It is common for large organizations to outsource procurement to a third party. The rationale is usually straightforward: reduce administrative overhead, leverage market competition, and control costs. In theory, this can produce savings. But a capable internal procurement function could achieve those same outcomes.
The real question, therefore, is not whether a managed service provider (MSP) can lower prices. It is whether the MSP model reduces cost without compromising value and improves business outcomes once quality, accountability, decision rights, and risk are fully considered.
When professional services are contracted directly through the MSP, additional precautions are warranted. This is especially true for consulting services, where the decision should rarely rest on price and scope conformity alone. In practice, scope is often evolving, outcomes can be difficult to define with precision at the outset, and the difference between firms frequently lies in judgment, experience, fit, and the ability to manage ambiguity. Those factors are difficult to evaluate from a distance and are even harder to reduce to a bid comparison.
That is precisely where the MSP model can create exposure. Third parties rarely apply the same level of scrutiny as the executive sponsor who must live with the decision. How is value being measured? A lower price is not the same as a better outcome. Any claimed savings from choosing a lower-cost firm can disappear quickly when objectives are compromised, risks materialize, budgets are exceeded, or schedules slip. In those cases, the downstream cost and lost opportunity often far exceed the MSP’s reported savings.
Another risk is that, in many cases, contracts restrict the client from communicating directly with the service provider during the selection process even when the provider has delivered measurable value in prior work. That may create process discipline, but it can also separate price from value and substitute transactional efficiency for informed judgment.
The risk becomes more serious when staffing firms expand into MSP services and begin vetting the same firms with which they may also compete. That arrangement raises an obvious conflict-of-interest concern. Even if no misconduct occurs, the structure itself can undermine confidence in the objectivity of the process. For critical initiatives, organizations should ask whether the model truly supports the best decision or merely the most administratively convenient one.
There is also a financial risk that clients appear to underestimate. In many MSP arrangements, the MSP pays the service provider and the client reimburses them. But what happens if the MSP delays payments, defaults, or fails to pay? Does the agreement include a payment bond, segregated funds, insurance protection, or another form of surety to ensure that providers are paid for work the client authorized and benefited from?
A common response is that the contract is between the MSP and the service provider, so the client has no liability. That may or may not be legally correct depending on the contract structure and governing law, and I am not offering legal advice. But legal liability is only one dimension of the issue.

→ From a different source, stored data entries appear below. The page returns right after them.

//! # Map Assembler
//!
//! Fills empty cells from the border pattern, expands every cell into tile references and
//! collects the per-cell metadata written next to the layers.

use serde::Serialize;

use crate::{
    diagnostics::{Diagnostics, Warning},
    metatile::{behavior, Metatile, MetatileTable},
    render::layers::compose_tile_layers,
};

use super::{
    blockdata::MapGrid,
    border::{apply_border_fallback, BorderPattern, BorderStats, DEFAULT_BORDER_METATILE},
};

/// Per-cell data as parallel row-major arrays, one entry per metatile cell.
#[derive(Clone, Debug, Default, PartialEq, Eq, Serialize)]
pub struct CellMetadata {
    pub metatile_ids: Vec<u16>,
    pub behaviors: Vec<String>,
    pub collision: Vec<u8>,
    pub solid: Vec<bool>,
    /// Blocked by behaviour alone, independent of the collision bits.
    pub impassable: Vec<bool>,
    pub elevation: Vec<u8>,
    pub layer_types: Vec<String>,
    pub encounter_rates: Vec<u8>,
}

impl CellMetadata {
    fn with_capacity(cells: usize) -> Self {
        CellMetadata {
            metatile_ids: Vec::with_capacity(cells),
            behaviors: Vec::with_capacity(cells),
            collision: Vec::with_capacity(cells),
            solid: Vec::with_capacity(cells),
            impassable: Vec::with_capacity(cells),
            elevation: Vec::with_capacity(cells),
            layer_types: Vec::with_capacity(cells),
            encounter_rates: Vec::with_capacity(cells),
        }
    }
}

#[derive(Clone, Debug, PartialEq, Eq, Serialize)]
pub struct AssembledMap {
    /// Size in 8x8 tiles.
    pub width: usize,
    pub height: usize,
    pub metatile_width: usize,
    pub metatile_height: usize,
    pub bottom_layer: Vec<u32>,
    pub top_layer: Vec<u32>,
    pub cells: CellMetadata,
    pub border: Option<[u16; 4]>,
}

pub struct MapAssembler<'a> {
    table: &'a MetatileTable,
    border: Option<BorderPattern>,
    default_border: u16,
}

impl<'a> MapAssembler<'a> {
    pub fn new(table: &'a MetatileTable) -> Self {
        MapAssembler {
            table,
            border: None,
            default_border: DEFAULT_BORDER_METATILE,
        }
    }

    pub fn with_border(mut self, border: Option<BorderPattern>) -> Self {
        self.border = border;
        self
    }

    pub fn with_default_border(mut self, id: u16) -> Self {
        self.default_border = id;
        self
    }

    pub fn assemble(&self, grid: &MapGrid, diagnostics: &mut Diagnostics) -> AssembledMap {
        let stats = BorderStats::collect(grid);
        log::info!(
            "Map {}x{}: {} empty cells ({:.1}%), {} distinct metatiles",
            grid.width(),
            grid.height(),
            stats.empty,
            stats.empty_percent(),
            stats.unique_ids.len()
        );
        if self.border.is_none() && stats.empty > 0 {
            diagnostics.warn_once(Warning::MissingBorder {
                default_id: self.default_border,
            });
        }

        let filled = apply_border_fallback(grid, self.border.as_ref(), self.default_border);
        let layers = compose_tile_layers(&filled, self.table, diagnostics);

        let mut cells = CellMetadata::with_capacity(filled.blocks().len());
        for block in filled.blocks() {
            let id = block.metatile_id();
            let attributes = self
                .table
                .get(id)
                .unwrap_or(&Metatile::EMPTY)
                .attributes;

            cells.metatile_ids.push(id);
            cells.behaviors.push(attributes.behavior_name().into_owned());
            cells.collision.push(block.collision());
            cells.solid.push(block.is_solid());
            cells
                .impassable
                .push(behavior::is_impassable(attributes.behavior));
            cells.elevation.push(block.elevation());
            cells.layer_types.push(attributes.layer().name().into_owned());
            cells
                .encounter_rates
                .push(behavior::encounter_rate(attributes.behavior));
        }

        AssembledMap {
            width: layers.width,
            height: layers.height,
            metatile_width: filled.width(),
            metatile_height: filled.height(),
            bottom_layer: layers.bottom,
            top_layer: layers.top,
            cells,
            border: self.border.map(|b| b.metatiles),
        }
    }
}

#[cfg(test)]
mod tests {
    use super::*;
    use crate::{
        map::MapBlock,
        metatile::{MetatileAttributes, MetatileRecord, TileBitfield},
    };

    fn table() -> MetatileTable {
        let grass = Metatile {
            record: MetatileRecord {
                bottom: [TileBitfield::from_u16(3); 4],
                top: [TileBitfield::default(); 4],
            },
            attributes: MetatileAttributes::from_legacy(0x1002),
        };
        MetatileTable::new(vec![Metatile::EMPTY, Metatile::EMPTY, Metatile::EMPTY, grass], None)
    }

    #[test]
    fn metadata_arrays_follow_cells() {
        let table = table();
        let grid = MapGrid::new(2, 1, vec![MapBlock(0x3C03), MapBlock(0)]).unwrap();
        let mut diagnostics = Diagnostics::new();

        let map = MapAssembler::new(&table).assemble(&grid, &mut diagnostics);

        assert_eq!((map.width, map.height), (4, 2));
        assert_eq!(map.cells.metatile_ids, vec![3, 2]);
        assert_eq!(map.cells.behaviors[0], "MB_LONG_GRASS");
        assert_eq!(map.cells.collision, vec![3, 0]);
        assert_eq!(map.cells.solid, vec![true, false]);
        assert_eq!(map.cells.impassable, vec![false, false]);
        assert_eq!(map.cells.elevation, vec![3, 0]);
        assert_eq!(map.cells.layer_types[0], "covered");
        assert_eq!(map.cells.encounter_rates, vec![25, 0]);
        assert_eq!(map.bottom_layer[0], 4);
        assert_eq!(map.border, None);
        assert_eq!(
            diagnostics.warnings(),
            &[Warning::MissingBorder { default_id: 2 }]
        );
    }

    #[test]
    fn border_fills_empty_cells() {
        let table = table();
        let grid = MapGrid::new(1, 1, vec![MapBlock(1)]).unwrap();
        let border = BorderPattern {
            metatiles: [0, 0, 0, 3],
        };
        let mut diagnostics = Diagnostics::new();

        let map = MapAssembler::new(&table)
            .with_border(Some(border))
            .assemble(&grid, &mut diagnostics);

        assert_eq!(map.cells.metatile_ids, vec![3]);
        assert_eq!(map.border, Some([0, 0, 0, 3]));
        assert!(diagnostics.is_empty());
    }

    #[test]
    fn serialises_to_json_document() {
        let table = table();
        let grid = MapGrid::new(1, 1, vec![MapBlock(3)]).unwrap();
        let map = MapAssembler::new(&table).assemble(&grid, &mut Diagnostics::new());

        let json = serde_json::to_value(&map).unwrap();
        assert_eq!(json["metatile_width"], 1);
        assert_eq!(json["bottom_layer"][3], 4);
        assert_eq!(json["cells"]["behaviors"][0], "MB_LONG_GRASS");
        assert!(json["border"].is_null());
    }
}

The MSP is acting on the client’s behalf, the client directs the provider to work through the MSP, and the provider may have no practical path to the engagement except to accept that structure. If payment fails, the reputational damage does not stop at the MSP. The client’s credibility with the market, its service ecosystem, and future providers may be impaired as well.

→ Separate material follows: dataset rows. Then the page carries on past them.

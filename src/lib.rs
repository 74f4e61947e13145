//! Converts packed tileset and map data into true-colour tile sheets and layered tile grids.
//!
//! Everything except [`job`] works on byte buffers already in memory.

pub mod binary_utils;
pub mod codec;
pub mod config;
pub mod diagnostics;
pub mod error;
pub mod job;
pub mod map;
pub mod metatile;
pub mod palette;
pub mod render;

pub use config::ConvertConfig;
pub use diagnostics::{Diagnostics, Warning};
pub use error::{Error, Result};
pub use job::{Converter, Job, JobReport};
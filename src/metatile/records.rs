//! # Metatile Records
//!
//! `metatiles.bin` is a flat list of 16-byte records: four bottom-layer tiles followed by four
//! top-layer tiles, each as a little-endian u16 [`TileBitfield`]. Quadrants are always ordered
//! top-left, top-right, bottom-left, bottom-right.

use crate::binary_utils::u16_array_le;

use super::tile::TileBitfield;

pub const METATILE_RECORD_SIZE: usize = 16; // 8 × u16
pub const QUADRANTS: usize = 4;

#[derive(Clone, Copy, Debug, Default, PartialEq, Eq)]
pub struct MetatileRecord {
    pub bottom: [TileBitfield; QUADRANTS],
    pub top: [TileBitfield; QUADRANTS],
}

impl MetatileRecord {
    /// Every quadrant on both layers points at tile 0.
    pub const EMPTY: MetatileRecord = MetatileRecord {
        bottom: [TileBitfield {
            tile_index: 0,
            h_flip: false,
            v_flip: false,
            palette_key: 0,
        }; QUADRANTS],
        top: [TileBitfield {
            tile_index: 0,
            h_flip: false,
            v_flip: false,
            palette_key: 0,
        }; QUADRANTS],
    };

    pub fn from_bytes(record: &[u8]) -> Self {
        let raw: [u16; 8] = u16_array_le(record);
        let mut bottom = [TileBitfield::default(); QUADRANTS];
        let mut top = [TileBitfield::default(); QUADRANTS];
        for i in 0..QUADRANTS {
            bottom[i] = TileBitfield::from_u16(raw[i]);
            top[i] = TileBitfield::from_u16(raw[QUADRANTS + i]);
        }
        MetatileRecord { bottom, top }
    }

    /// Bottom layer entries followed by top layer entries, in record order.
    pub fn tiles(&self) -> impl Iterator<Item = &TileBitfield> {
        self.bottom.iter().chain(self.top.iter())
    }
}

/// Quadrant index for a tile offset (0 or 1 on each axis) inside a metatile.
pub fn quadrant_index(dx: usize, dy: usize) -> usize {
    (dy % 2) * 2 + (dx % 2)
}

/// Decode every whole record. A trailing partial record is dropped, see [`trailing_bytes`].
pub fn decode_metatiles(data: &[u8]) -> Vec<MetatileRecord> {
    data.chunks_exact(METATILE_RECORD_SIZE)
        .map(MetatileRecord::from_bytes)
        .collect()
}

pub fn trailing_bytes(data: &[u8]) -> usize {
    data.len() % METATILE_RECORD_SIZE
}

#[cfg(test)]
mod tests {
    use super::*;

    fn record_bytes(values: [u16; 8]) -> Vec<u8> {
        values.iter().flat_map(|v| v.to_le_bytes()).collect()
    }

    #[test]
    fn splits_bottom_and_top_layers() {
        let data = record_bytes([1, 2, 3, 4, 0x1405, 0x2806, 7, 8]);
        let records = decode_metatiles(&data);

        assert_eq!(records.len(), 1);
        let record = &records[0];
        let bottom: Vec<u16> = record.bottom.iter().map(|t| t.tile_index).collect();
        assert_eq!(bottom, vec![1, 2, 3, 4]);
        assert_eq!(record.top[0].tile_index, 5);
        assert!(record.top[0].h_flip);
        assert_eq!(record.top[0].palette_key, 1);
        assert!(record.top[1].v_flip);
        assert_eq!(record.top[1].palette_key, 2);
    }

    #[test]
    fn discards_partial_trailing_record() {
        let mut data = record_bytes([0; 8]);
        data.extend(record_bytes([9; 8]));
        data.extend([0xAA; 5]);

        let records = decode_metatiles(&data);
        assert_eq!(records.len(), 2);
        assert_eq!(records[1].bottom[3].tile_index, 9);
        assert_eq!(trailing_bytes(&data), 5);
    }

    #[test]
    fn quadrant_order_is_fixed() {
        assert_eq!(quadrant_index(0, 0), 0);
        assert_eq!(quadrant_index(1, 0), 1);
        assert_eq!(quadrant_index(0, 1), 2);
        assert_eq!(quadrant_index(1, 1), 3);
    }

    #[test]
    fn tiles_iterates_bottom_then_top() {
        let record = MetatileRecord::from_bytes(&record_bytes([1, 2, 3, 4, 5, 6, 7, 8]));
        let order: Vec<u16> = record.tiles().map(|t| t.tile_index).collect();
        assert_eq!(order, vec![1, 2, 3, 4, 5, 6, 7, 8]);
        assert_eq!(MetatileRecord::EMPTY, MetatileRecord::default());
    }
}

Unfortunately, this is not merely theoretical. IPM supported a multinational client that used an established MSP. Invoices became past due, but the MSP stopped responding to inquiries. The MSP seemed to have ceased operations, leaving open questions regarding its legal and financial status. In the meantime, we were left unpaid, as were other service providers that had performed work in good faith for the well-known, reputable client. Although the client expressed interest in resolving the situation, no definitive resolution was offered. At this point, any practical avenue for holding the MSP accountable appears limited by the MSP’s financial condition.
The lesson is straightforward: If an organization relies on an MSP to stand between it and its providers, it should also ensure that the MSP has enforceable financial safeguards in place to protect both parties if the model fails.
Organizational leaders should expect real, measurable value from an MSP, no differently than they expect value from any service provider. Executives should ask a disciplined set of questions: How is provider quality being evaluated? Who owns the final decision when the work is business-critical? What protections exist if the MSP fails financially? And how, exactly, is the MSP held accountable when the promised value does not materialize? MSPs have a place, but not in every place, and not without oversight proportionate to the risk.
If you lead a consulting practice or work as an independent consultant, understand the financial risk of delivering services to a client through an MSP. If the MSP defaults, files for bankruptcy protection, or otherwise ceases operations, payment may be delayed, reduced, or become uncertain regardless of the size or financial strength of the end client for whom you performed the work.
I’m not a lawyer and can’t provide legal advice; consult qualified legal counsel regarding your specific situation. But consider whether your proposal or contract should include language addressing what happens if the MSP fails to pay for reasons unrelated to your performance. You may also want provisions that require notice of any alleged performance deficiency and an opportunity to cure before payment is withheld. In addition, ask whether the client requires the MSP to maintain bonding, insurance, escrow protections, or other financial safeguards, and do not assume those protections exist or that they will necessarily cover unpaid invoices.